Photo Credit: Cavouk
Jean Lumb 1919-2002 (nee Wong), one of 12 children, was born in Nanaimo, B.C. in 1919. She left school at the age of 12 to work and support her family. In 1935 at age 17, she moved to Toronto and opened her own grocery store. She married Doyle Lumb, her husband of 50 years. The mother of six children and grandmother of nine grandchildren, Jean Lumb was the co-owner and Director of the Kwong Chow Restaurant in Toronto for 23 years.
Jean Lumb was the first Chinese Canadian woman and the first restaurateur to receive the Order of Canada for her tireless community work. Most notably, she was recognized for her pivotal role in changing Canada's immigration laws that separated Chinese families in 1957 and for her contribution in saving Chinatowns in Toronto and other cities. Renowned as a community spokesperson of dynamic energy, she has also been honoured with many other awards, including the Queen's Silver Jubilee Award, the Governor General's Award, the City of Toronto Award of Merit, YWCA Woman of Change Honour Roll, Order of the Knights of Rizal, Lifetime Achievement Award, and the Queen's Golden Jubilee Award, the last two awarded posthumously.
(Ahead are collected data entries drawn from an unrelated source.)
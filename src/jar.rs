//! Rewriting every class of a jar.

use std::io::{Read, Seek, Write};
use anyhow::{anyhow, Context, Result};
use log::debug;
use zip::write::SimpleFileOptions;
use zip::{ZipArchive, ZipWriter};
use weft::remapper::MemberRemapper;
use crate::rewrite::{rewrite_class, RewriteOptions};

/// Rewrites every `.class` entry through the remapper, renaming the
/// entry to the mapped class name; everything else is copied verbatim.
/// Entry order is preserved.
pub fn rewrite_jar(
	reader: impl Read + Seek,
	writer: impl Write + Seek,
	remapper: &impl MemberRemapper,
	options: &RewriteOptions,
) -> Result<()> {
	let mut archive = ZipArchive::new(reader)?;
	let mut out = ZipWriter::new(writer);

	for index in 0..archive.len() {
		let mut file = archive.by_index(index)?;
		let name = file.name().to_owned();

		if file.is_dir() {
			out.add_directory(name, SimpleFileOptions::default())?;
			continue;
		}

		let mut bytes = Vec::new();
		file.read_to_end(&mut bytes)?;

		if let Some(internal) = name.strip_suffix(".class") {
			let rewritten = rewrite_class(&bytes, remapper, options)
				.with_context(|| anyhow!("failed to rewrite jar entry {name:?}"))?;

			let mapped = remapper.map_class(internal)?;
			if mapped != internal {
				debug!("renaming jar entry {name:?} to {mapped}.class");
			}

			out.start_file(format!("{mapped}.class"), SimpleFileOptions::default())?;
			out.write_all(&rewritten)?;
		} else {
			out.start_file(name, SimpleFileOptions::default())?;
			out.write_all(&bytes)?;
		}
	}

	out.finish()?;
	Ok(())
}
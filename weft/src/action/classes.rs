use anyhow::Result;
use crate::tree::mappings::{ClassMapping, Mappings};

impl Mappings {
	/// Keeps the classes the predicate accepts; namespaces are unchanged.
	pub fn retain_classes(&self, mut predicate: impl FnMut(&ClassMapping) -> bool) -> Mappings {
		Mappings {
			info: self.info.clone(),
			classes: self.classes.iter()
				.filter(|(_, class)| predicate(class))
				.map(|(key, class)| (key.clone(), class.clone()))
				.collect(),
		}
	}

	/// Applies `f` to every class; the results are re-keyed, since `f`
	/// may change first-namespace names.
	pub fn map_classes(&self, mut f: impl FnMut(ClassMapping) -> ClassMapping) -> Result<Mappings> {
		let mut out = Mappings::new(self.info.clone());
		for class in self.classes.values() {
			out.add_class(f(class.clone()))?;
		}
		Ok(out)
	}
}
//! Applies name mappings to compiled classes and jars.
//!
//! The heavy lifting lives in two companion crates: `spool` knows the
//! class file format, `weft` knows mappings and remappers. This crate
//! ties them together: [`rewrite_class`] rewrites every symbolic
//! reference in a class through a [`weft::remapper::MemberRemapper`]
//! (with optional access widening and mixin annotation handling), and
//! [`jar::rewrite_jar`] does the same for every class in a jar. The
//! [`loader`] module provides the class path access that inheritance
//! walking needs.

mod mixin;

pub mod rewrite;
pub mod loader;
pub mod jar;

pub use rewrite::{rewrite_class, RewriteOptions};
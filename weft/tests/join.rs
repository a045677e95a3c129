use anyhow::Result;
use pretty_assertions::assert_eq;
use weft::action::join_all;

#[test]
fn join_through_shared_namespace() -> Result<()> {
	let left = "\
tiny	2	0	obf	intm
c	A	X
	m	(LA;)V	m	x
";
	let right = "\
tiny	2	0	intm	named
c	X	Named
	m	(LX;)V	x	meth
";

	let left = weft::tiny_v2::read(left.as_bytes())?;
	let right = weft::tiny_v2::read(right.as_bytes())?;

	let joined = left.join(&right, "intm", false)?;

	joined.info.namespaces.check_that(&["obf", "intm", "named"])?;

	let expected = "\
tiny	2	0	obf	intm	named
c	A	X	Named
	m	(LA;)V	m	x	meth
";
	assert_eq!(weft::tiny_v2::write_string(&joined)?, expected);

	Ok(())
}

#[test]
fn join_fills_missing_side_with_intermediate_names() -> Result<()> {
	let left = "\
tiny	2	0	obf	intm
c	A	X
";
	let right = "\
tiny	2	0	intm	named
c	X	Named
c	Y	Other
	f	I	fy	fnamed
";

	let left = weft::tiny_v2::read(left.as_bytes())?;
	let right = weft::tiny_v2::read(right.as_bytes())?;

	let joined = left.join(&right, "intm", false)?;

	// the class unique to the right side keeps its intermediate name in
	// the left columns
	let expected = "\
tiny	2	0	obf	intm	named
c	A	X	Named
c	Y	Y	Other
	f	I	fy	fy	fnamed
";
	assert_eq!(weft::tiny_v2::write_string(&joined)?, expected);

	Ok(())
}

#[test]
fn join_requiring_matches_reports_missing_classes() -> Result<()> {
	let left = "\
tiny	2	0	obf	intm
c	A	X
c	B	Lonely
";
	let right = "\
tiny	2	0	intm	named
c	X	Named
";

	let left = weft::tiny_v2::read(left.as_bytes())?;
	let right = weft::tiny_v2::read(right.as_bytes())?;

	let error = left.join(&right, "intm", true).unwrap_err();
	assert!(format!("{error:#}").contains("Lonely"), "error should name the unmatched class: {error:#}");

	// the very same join goes through without the match requirement
	assert!(left.join(&right, "intm", false).is_ok());

	Ok(())
}

#[test]
fn join_concatenates_comments_and_drops_parameters() -> Result<()> {
	let left = "\
tiny	2	0	obf	intm
c	A	X
	c	left class comment
	m	()V	m	x
	c	left method comment
		p	1	pa	px
";
	let right = "\
tiny	2	0	intm	named
c	X	Named
	c	right class comment
	m	()V	x	meth
	c	right method comment
";

	let left = weft::tiny_v2::read(left.as_bytes())?;
	let right = weft::tiny_v2::read(right.as_bytes())?;

	let joined = left.join(&right, "intm", false)?;

	let class = joined.classes.values().next().unwrap();
	assert_eq!(class.comments, ["left class comment", "right class comment"]);

	let method = class.methods.values().next().unwrap();
	assert_eq!(method.comments, ["left method comment", "right method comment"]);
	assert!(method.parameters.is_empty());
	assert!(method.variables.is_empty());

	Ok(())
}

#[test]
fn join_all_folds_left() -> Result<()> {
	let a = "\
tiny	2	0	obf	intm
c	A	X
";
	let b = "\
tiny	2	0	intm	named
c	X	Named
";
	let c = "\
tiny	2	0	intm	other
c	X	Again
";

	let list = vec![
		weft::tiny_v2::read(a.as_bytes())?,
		weft::tiny_v2::read(b.as_bytes())?,
		weft::tiny_v2::read(c.as_bytes())?,
	];

	// the second fold moves the shared namespace back into the middle
	let joined = join_all(&list, "intm", false)?;
	joined.info.namespaces.check_that(&["obf", "named", "intm", "other"])?;

	let class = joined.classes.values().next().unwrap();
	let names: Vec<Option<&str>> = class.names.names().iter()
		.map(|name| name.as_ref().map(|name| name.as_str()))
		.collect();
	assert_eq!(names, [Some("A"), Some("Named"), Some("X"), Some("Again")]);

	assert!(join_all(&[], "intm", false).is_err());

	Ok(())
}
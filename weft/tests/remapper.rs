use anyhow::Result;
use pretty_assertions::assert_eq;
use spool::class::ClassFile;
use spool::name::ClassName;
use spool::pool::Pool;
use weft::inheritance::{LoaderInheritance, SuperClassMap};
use weft::remapper::{MemberRemapper, TypeRemapper};

fn names(names: &[&str]) -> Vec<ClassName> {
	names.iter().copied().map(ClassName::from).collect()
}

#[test]
fn members_resolve_through_the_hierarchy() -> Result<()> {
	let input = "\
tiny	2	0	obf	named
c	A	A_
c	B	B_
	f	I	fb	fb_
	m	()V	m	fromB
c	I	I_
	m	()V	m	fromI
";
	let mappings = weft::tiny_v2::read(input.as_bytes())?;

	let mut hierarchy = SuperClassMap::new();
	hierarchy.super_classes.insert(ClassName::from("A"), names(&["B", "I"]));

	let from = mappings.get_namespace("obf")?;
	let to = mappings.get_namespace("named")?;
	let remapper = mappings.member_remapper(from, to, &hierarchy)?;

	// the superclass declares it, so its mapping applies to the subclass
	assert_eq!(remapper.map_method_name("A", "m", "()V")?, "fromB");
	assert_eq!(remapper.map_field_name("A", "fb")?, "fb_");

	// both B and the interface define it, the superclass wins
	assert_eq!(remapper.map_method_name("B", "m", "()V")?, "fromB");
	assert_eq!(remapper.map_method_name("I", "m", "()V")?, "fromI");

	// misses keep their names
	assert_eq!(remapper.map_field_name("A", "unknown")?, "unknown");
	assert_eq!(remapper.map_method_name("Elsewhere", "m", "()V")?, "m");

	// constructors and class initializers never change
	assert_eq!(remapper.map_method_name("A", "<init>", "()V")?, "<init>");
	assert_eq!(remapper.map_method_name("A", "<clinit>", "()V")?, "<clinit>");

	Ok(())
}

#[test]
fn descriptors_compose_when_the_source_is_not_the_first_namespace() -> Result<()> {
	let input = "\
tiny	2	0	obf	intm	named
c	a	X	Named
	m	(La;)V	m	x	meth
";
	let mappings = weft::tiny_v2::read(input.as_bytes())?;

	let hierarchy = SuperClassMap::new();
	let from = mappings.get_namespace("intm")?;
	let to = mappings.get_namespace("named")?;
	let remapper = mappings.member_remapper(from, to, &hierarchy)?;

	// the stored descriptor `(La;)V` only matches after being composed
	// into the source namespace
	assert_eq!(remapper.map_method_name("X", "x", "(LX;)V")?, "meth");
	assert_eq!(remapper.map_method_name("X", "x", "(La;)V")?, "x");

	assert_eq!(remapper.map_class("X")?, "Named");
	assert_eq!(remapper.map_method_desc("(LX;)V")?, "(LNamed;)V");
	assert_eq!(remapper.map_desc("[LX;")?, "[LNamed;");
	assert_eq!(remapper.map_class_any("[[LX;")?, "[[LNamed;");

	Ok(())
}

#[test]
fn reversing_swaps_the_namespaces() -> Result<()> {
	let input = "\
tiny	2	0	obf	named
c	a	Foo
	m	(La;)V	m	hello
";
	let mappings = weft::tiny_v2::read(input.as_bytes())?;

	let hierarchy = SuperClassMap::new();
	let from = mappings.get_namespace("obf")?;
	let to = mappings.get_namespace("named")?;
	let remapper = mappings.member_remapper(from, to, &hierarchy)?;
	let reversed = remapper.reverse()?;

	assert_eq!(remapper.map_class("a")?, "Foo");
	assert_eq!(reversed.map_class("Foo")?, "a");
	assert_eq!(reversed.map_method_name("Foo", "hello", "(LFoo;)V")?, "m");

	Ok(())
}

#[test]
fn hierarchy_comes_from_class_bytes_on_demand() -> Result<()> {
	let mut pool = Pool::new();
	let this_class = pool.put_class("A")?;
	let super_class = pool.put_class("B")?;
	let class_a = ClassFile {
		minor_version: 0,
		major_version: 52,
		pool,
		access_flags: spool::access::ACC_SUPER,
		this_class,
		super_class,
		interfaces: vec![],
		fields: vec![],
		methods: vec![],
		attributes: vec![],
	};
	let bytes = class_a.to_bytes()?;

	let loader = move |name: &str| -> Result<Option<Vec<u8>>> {
		Ok((name == "A").then(|| bytes.clone()))
	};
	let hierarchy = LoaderInheritance::new(loader);

	let input = "\
tiny	2	0	obf	named
c	A	A2
c	B	B2
	f	I	f	g
";
	let mappings = weft::tiny_v2::read(input.as_bytes())?;
	let from = mappings.get_namespace("obf")?;
	let to = mappings.get_namespace("named")?;
	let remapper = mappings.member_remapper(from, to, &hierarchy)?;

	// B declares the field, found by loading A's header
	assert_eq!(remapper.map_field_name("A", "f")?, "g");
	// a second lookup answers from the memoized table
	assert_eq!(remapper.map_field_name("A", "f")?, "g");

	Ok(())
}
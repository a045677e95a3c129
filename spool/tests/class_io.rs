use anyhow::Result;
use pretty_assertions::assert_eq;
use spool::access::{ACC_PUBLIC, ACC_SUPER};
use spool::class::{Annotation, AttributeInfo, ClassFile, ElementValue, ElementValuePair, ExceptionTableEntry, LocalVariableEntry, MemberInfo};
use spool::pool::{Pool, PoolEntry};

#[test]
fn full_class_round_trip() -> Result<()> {
	let mut pool = Pool::new();

	let this_class = pool.put_class("org/example/Main")?;
	let super_class = pool.put_class("java/lang/Object")?;
	let interface = pool.put_class("java/lang/Runnable")?;
	let catch_type = pool.put_class("java/lang/Exception")?;

	let init_nat = pool.put_name_and_type("<init>", "()V")?;
	let init_ref = pool.add(PoolEntry::MethodRef {
		class_index: super_class,
		name_and_type_index: init_nat,
	})?;
	assert!(init_ref > 0);

	let code_name = pool.put_utf8("Code")?;
	let lvt_name = pool.put_utf8("LocalVariableTable")?;
	let annotations_name = pool.put_utf8("RuntimeVisibleAnnotations")?;
	let other_name = pool.put_utf8("SomethingCustom")?;

	let method_name = pool.put_utf8("run")?;
	let method_desc = pool.put_utf8("()V")?;
	let local_name = pool.put_utf8("this")?;
	let local_desc = pool.put_utf8("Lorg/example/Main;")?;

	let annotation_type = pool.put_utf8("Ljava/lang/Deprecated;")?;
	let since_name = pool.put_utf8("since")?;
	let since_value = pool.put_utf8("9")?;

	let class = ClassFile {
		minor_version: 0,
		major_version: 52,
		pool,
		access_flags: ACC_PUBLIC | ACC_SUPER,
		this_class,
		super_class,
		interfaces: vec![interface],
		fields: vec![],
		methods: vec![MemberInfo {
			access_flags: ACC_PUBLIC,
			name_index: method_name,
			descriptor_index: method_desc,
			attributes: vec![AttributeInfo::Code {
				name_index: code_name,
				max_stack: 1,
				max_locals: 1,
				code: vec![0xb1], // return
				exception_table: vec![ExceptionTableEntry {
					start_pc: 0,
					end_pc: 1,
					handler_pc: 0,
					catch_type,
				}],
				attributes: vec![AttributeInfo::LocalVariableTable {
					name_index: lvt_name,
					entries: vec![LocalVariableEntry {
						start_pc: 0,
						length: 1,
						name_index: local_name,
						descriptor_index: local_desc,
						index: 0,
					}],
				}],
			}],
		}],
		attributes: vec![
			AttributeInfo::Annotations {
				name_index: annotations_name,
				annotations: vec![Annotation {
					type_index: annotation_type,
					element_value_pairs: vec![ElementValuePair {
						name_index: since_name,
						value: ElementValue::Const { tag: b's', value_index: since_value },
					}],
				}],
			},
			AttributeInfo::Other {
				name_index: other_name,
				info: vec![1, 2, 3, 4],
			},
		],
	};

	let bytes = class.to_bytes()?;
	let read_back = ClassFile::parse(&bytes)?;
	assert_eq!(class, read_back);

	let bytes_again = read_back.to_bytes()?;
	assert_eq!(bytes, bytes_again);

	Ok(())
}

#[test]
fn truncated_classes_are_rejected() {
	assert!(ClassFile::parse(&[]).is_err());
	assert!(ClassFile::parse(&[0xCA, 0xFE, 0xBA, 0xBE]).is_err());
	assert!(ClassFile::parse(&[0x00, 0x00, 0xBA, 0xBE, 0, 0, 0, 52]).is_err());
}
Jean Lumb was very active in community work throughout her life. She achieved many firsts: First Chinese woman on the board of governors of the Women's College Hospital; First Chinese woman on the board of University Settlement House; First Chinese restaurateur and first woman to receive the Fran Deck Award for outstanding achievement in Toronto's restaurant industry; First Chinese-Canadian woman to sit on the Board of Rotary-Laughlen Centre. She also served as Director and Honourary Advisor of the Yee Hong Chinese Nursing Home for Greater Toronto and the Chinese Cultural Centre of Greater Toronto. Her seven-year term as Citizenship Court Judge brought her great joy to preside over hundreds of new Canadians taking the Oath of Citizenship and becoming Canadian citizens.
In 1996, the Jean Lumb Awards were established to honour her contribution to the community. Four high school students of Chinese heritage are recognized annually for excellence in Academic Achievement, Community Service, Athletics and the Arts.
Arlene Chan, a retired librarian, has authored three children's books. Awakening the Dragon: the Dragon Boat Festival, published by Tundra Books in 2002, launched her passion for dragon boating. Her two earlier books are The Spirit of the Dragon: The Story of Jean Lumb, a Proud Chinese Canadian, selected as a Choice Book by the Canadian Children's Book Centre, and The Moon Festival: A Chinese Mid-Autumn Festival, shortlisted for the Silver Birch Award. Her next book that she is co-editing with Susan Humphries for publication in 2009 by Dundurn Press will be on dragon boat racing in Canada.
Arlene is currently serving as the President of the Jean Lumb Foundation and an Appointee to the Ontario Medal for Young Volunteers Advisory Council, Ontario Ministry of Citizenship and Immigration.